## INPUT
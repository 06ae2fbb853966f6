// Copyright 2019 Zhizhesihai (Beijing) Technology Limited.
//
// Licensed under the Apache License, Version 2.0 (the "License");
// you may not use this file except in compliance with the License.
// You may obtain a copy of the License at
//
//     http://www.apache.org/licenses/LICENSE-2.0
//
// Unless required by applicable law or agreed to in writing, software
// distributed under the License is distributed on an "AS IS" BASIS,
// See the License for the specific language governing permissions and
// limitations under the License.

use core::codec::field_infos::FieldInfos;
use core::store::directory::Directory;
use core::store::IOContext;
use core::util::{id2str, DocId, ID_LENGTH};
use error::ErrorKind::{IllegalArgument, IllegalState};
use error::Result;

use std::collections::{BTreeSet, HashMap, HashSet};
use std::fmt;
use std::sync::Arc;

/// Returns a file name that includes the given segment name, suffix and
/// extension: `<segment>[_<suffix>][.<ext>]`.
pub fn segment_file_name(name: &str, suffix: &str, ext: &str) -> String {
    if !ext.is_empty() || !suffix.is_empty() {
        debug_assert!(!ext.starts_with('.'));
        let mut filename = String::with_capacity(name.len() + 2 + suffix.len() + ext.len());
        filename.push_str(name);
        if !suffix.is_empty() {
            filename.push('_');
            filename.push_str(suffix);
        }
        if !ext.is_empty() {
            filename.push('.');
            filename.push_str(ext);
        }
        filename
    } else {
        String::from(name)
    }
}

/// Strips the segment name out of the given file name.
pub fn strip_segment_name(name: &str) -> &str {
    let idx = match name.get(1..).and_then(|rest| rest.find('_')) {
        Some(i) => Some(i + 1),
        None => name.find('.'),
    };
    match idx {
        Some(i) => &name[i..],
        None => name,
    }
}

/// Information about a segment such as its name, directory, and files related
/// to the segment.
#[derive(Clone, Debug)]
pub struct SegmentInfo {
    pub name: String,
    pub max_doc: i32,
    pub id: [u8; ID_LENGTH],
    pub codec_name: String,
    pub diagnostics: HashMap<String, String>,
    set_files: HashSet<String>,
}

impl SegmentInfo {
    pub fn new(name: &str, max_doc: i32, id: [u8; ID_LENGTH], codec_name: &str) -> SegmentInfo {
        SegmentInfo {
            name: String::from(name),
            max_doc,
            id,
            codec_name: codec_name.to_string(),
            diagnostics: HashMap::new(),
            set_files: HashSet::new(),
        }
    }

    pub fn max_doc(&self) -> i32 {
        debug_assert!(self.max_doc >= 0);
        self.max_doc
    }

    /// False until the segment was flushed.
    pub fn is_max_doc_set(&self) -> bool {
        self.max_doc != -1
    }

    pub fn set_max_doc(&mut self, max_doc: i32) -> Result<()> {
        if self.is_max_doc_set() {
            bail!(IllegalState("max_doc was already set".into()));
        }
        self.max_doc = max_doc;
        Ok(())
    }

    pub fn get_id(&self) -> &[u8] {
        &self.id
    }

    /// Return all files referenced by this SegmentInfo.
    pub fn files(&self) -> &HashSet<String> {
        &self.set_files
    }

    pub fn set_files(&mut self, files: &HashSet<String>) -> Result<()> {
        self.set_files = HashSet::with_capacity(files.len());
        self.add_files(files)
    }

    pub fn add_file(&mut self, file: &str) -> Result<()> {
        self.check_file_name(file)?;
        let file = self.named_for_this_segment(file);
        self.set_files.insert(file);
        Ok(())
    }

    pub fn add_files(&mut self, files: &HashSet<String>) -> Result<()> {
        for f in files {
            self.check_file_name(f)?;
        }
        for f in files {
            let file = self.named_for_this_segment(f);
            self.set_files.insert(file);
        }
        Ok(())
    }

    // codec files look like `_<segment>[_suffix].<ext>`
    fn check_file_name(&self, file: &str) -> Result<()> {
        let valid = file.starts_with('_')
            && file.contains('.')
            && file
                .chars()
                .all(|c| c.is_ascii_alphanumeric() || c == '_' || c == '.');
        if !valid {
            bail!(IllegalArgument(format!("invalid codec file_name '{}'", file)));
        }
        if file.to_lowercase().ends_with(".tmp") {
            bail!(IllegalArgument(
                "invalid codec file_name, can't end with .tmp extension".into()
            ));
        }
        Ok(())
    }

    fn named_for_this_segment(&self, file: &str) -> String {
        let mut name = self.name.clone();
        name.push_str(strip_segment_name(file));
        name
    }
}

impl fmt::Display for SegmentInfo {
    fn fmt(&self, f: &mut fmt::Formatter) -> fmt::Result {
        write!(
            f,
            "{}(codec={}):C{} id={}",
            self.name,
            self.codec_name,
            self.max_doc,
            id2str(&self.id)
        )
    }
}

/// Holder class for common parameters used while writing a segment.
pub struct SegmentWriteState {
    /// `Directory` where this segment will be written to.
    pub directory: Arc<dyn Directory>,

    pub segment_info: SegmentInfo,

    /// `FieldInfos` describing all fields in this segment.
    pub field_infos: FieldInfos,

    /// Number of deleted documents set while flushing the segment.
    pub del_count_on_flush: u32,

    /// Documents that failed while being indexed; they consumed a doc id but
    /// must be treated as deleted.
    pub deleted_docs: BTreeSet<DocId>,

    /// Unique suffix for any files written for this segment.
    pub segment_suffix: String,

    pub context: IOContext,
}

impl SegmentWriteState {
    pub fn new(
        directory: Arc<dyn Directory>,
        segment_info: SegmentInfo,
        field_infos: FieldInfos,
        context: IOContext,
        segment_suffix: String,
    ) -> Self {
        SegmentWriteState {
            directory,
            segment_info,
            field_infos,
            del_count_on_flush: 0,
            deleted_docs: BTreeSet::new(),
            segment_suffix,
            context,
        }
    }

    pub fn file_name(&self, ext: &str) -> String {
        segment_file_name(&self.segment_info.name, &self.segment_suffix, ext)
    }
}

## WORK TO COMPLETE
Scan the records above for the string "extension", then copy each line where it turns up.

## REPLY TO THE EXERCISE
/// extension: `<segment>[_<suffix>][.<ext>]`.
                "invalid codec file_name, can't end with .tmp extension".into()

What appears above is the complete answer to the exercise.